AFT Connecticut, which represents nurses, technologists and maintenance and health care workers at Lawrence + Memorial Hospital, announced Monday that it is beginning an organizing campaign for the approximately 90 medical and clerical staff of Lawrence + Memorial Physician Associates, a hospital affiliate.
Eric Bailey, spokesman for the union, said AFT contends in an unfair labor practice charge pending with the National Labor Relations Board that workers recently moved from the hospital to positions in LMPA should not have become ineligible for union membership. As nonunion members, those workers are not guaranteed the same benefits and wages as those covered by the L+M union contract, he said.
The NLRB is expected to rule on the charge in about four weeks, Bailey said. In the meantime, the union has begun organizing in case the decision is not in its favor and a formal vote of the LMPA workers to join the union would be required.
"These folks didn't want to wait," Bailey said.
Pamela Kane, vice president of physician practice management at L+M and executive director of LMPA, said the hospital is confident that LMPA employees will remain focused on providing the best care to patients.
"We recognize the rights of our employees to decide if representation is right for them," she said in an email message. "We also believe that as they gather and understand all the facts, they will determine that remaining nonunion is the best choice for them and their families."

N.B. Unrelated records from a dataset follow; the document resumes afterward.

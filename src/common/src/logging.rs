// Copyright 2024 The Tablewave Authors
//
// Licensed under the Apache License, Version 2.0 (the "License");
// you may not use this file except in compliance with the License.
// You may obtain a copy of the License at
//
//     http://www.apache.org/licenses/LICENSE-2.0
//
// Unless required by applicable law or agreed to in writing, software
// distributed under the License is distributed on an "AS IS" BASIS,
// WITHOUT WARRANTIES OR CONDITIONS OF ANY KIND, either express or implied.
// See the License for the specific language governing permissions and
// limitations under the License.

//! Logger setup for the `tablewave` binary: a compact stdout layer plus a
//! structured file layer under `logs/export_<ts>.log` (spec.md §6).

use std::path::Path;

use tracing::Level;
use tracing_appender::non_blocking::WorkerGuard;
use tracing_subscriber::filter;
use tracing_subscriber::layer::SubscriberExt;
use tracing_subscriber::prelude::*;

pub struct LoggerSettings {
    pub colorful: bool,
    pub log_dir: std::path::PathBuf,
    pub log_file_name: String,
}

impl LoggerSettings {
    pub fn new(log_dir: impl Into<std::path::PathBuf>, timestamp: &str) -> Self {
        Self {
            colorful: console_colors_enabled(),
            log_dir: log_dir.into(),
            log_file_name: format!("export_{timestamp}.log"),
        }
    }
}

fn console_colors_enabled() -> bool {
    std::io::IsTerminal::is_terminal(&std::io::stderr())
}

/// Configures third-party crates to only log at WARN and above; `tablewave`
/// crates default to DEBUG. Mirrors the teacher's `configure_*_targets_fmt`
/// helpers in `src/utils/runtime/src/lib.rs`.
fn configure_targets(targets: filter::Targets) -> filter::Targets {
    targets
        .with_target("tiberius", Level::INFO)
        .with_target("tokio_util", Level::WARN)
        .with_target("h2", Level::WARN)
        .with_target("hyper", Level::WARN)
        .with_default(Level::DEBUG)
}

/// Initializes the global `tracing` subscriber. Returns a guard that must
/// be kept alive for the duration of the process so buffered file writes
/// are flushed on drop.
pub fn init_logger(settings: LoggerSettings) -> anyhow::Result<WorkerGuard> {
    std::fs::create_dir_all(&settings.log_dir)?;

    let stdout_layer = tracing_subscriber::fmt::layer()
        .compact()
        .with_ansi(settings.colorful)
        .with_filter(configure_targets(filter::Targets::new()));

    let file_appender = tracing_appender::rolling::never(&settings.log_dir, &settings.log_file_name);
    let (non_blocking, guard) = tracing_appender::non_blocking(file_appender);
    let file_layer = tracing_subscriber::fmt::layer()
        .with_ansi(false)
        .with_writer(non_blocking)
        .with_filter(configure_targets(filter::Targets::new()));

    tracing_subscriber::registry()
        .with(stdout_layer)
        .with(file_layer)
        .init();

    Ok(guard)
}

/// The log file path this session will write to, for surfacing in the
/// final report.
pub fn log_file_path(settings: &LoggerSettings) -> std::path::PathBuf {
    Path::new(&settings.log_dir).join(&settings.log_file_name)
}

#[cfg(test)]
mod tests {
    use super::*;

    #[test]
    fn log_file_name_embeds_the_run_timestamp() {
        let settings = LoggerSettings::new("logs", "20260730_101500");
        assert_eq!(settings.log_file_name, "export_20260730_101500.log");
    }

    #[test]
    fn log_file_path_joins_dir_and_name() {
        let dir = tempfile::tempdir().unwrap();
        let settings = LoggerSettings::new(dir.path().to_path_buf(), "20260730_101500");
        assert_eq!(log_file_path(&settings), dir.path().join("export_20260730_101500.log"));
    }
}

In a statement released by AFT, the LMPA workers backing the union said they have been "kept out of the hospital's unions despite providing the same excellent care" as hospital workers.
"Management at L+M has used its alter ego, LMPA, as a loophole around their contractual obligations," the statement said. "Their unfair actions have prevented us from providing the level of care our patients deserve. We are joining together for equality, justice and respect."
Kate Kenyon, a certified medical assistant who works in LMPA's Old Lyme office, said in the statement that she believes LMPA employees "deserve the same rights" as the health care professionals who work at the hospital.
Erin Yuhas, a nurse in the Niantic office, said in the statement that LMPA workers want to have more of a say in their workplaces.
"We have a great team in our office but as the hospital keeps adding more and more work we just can't serve our patients the way we want to," she said.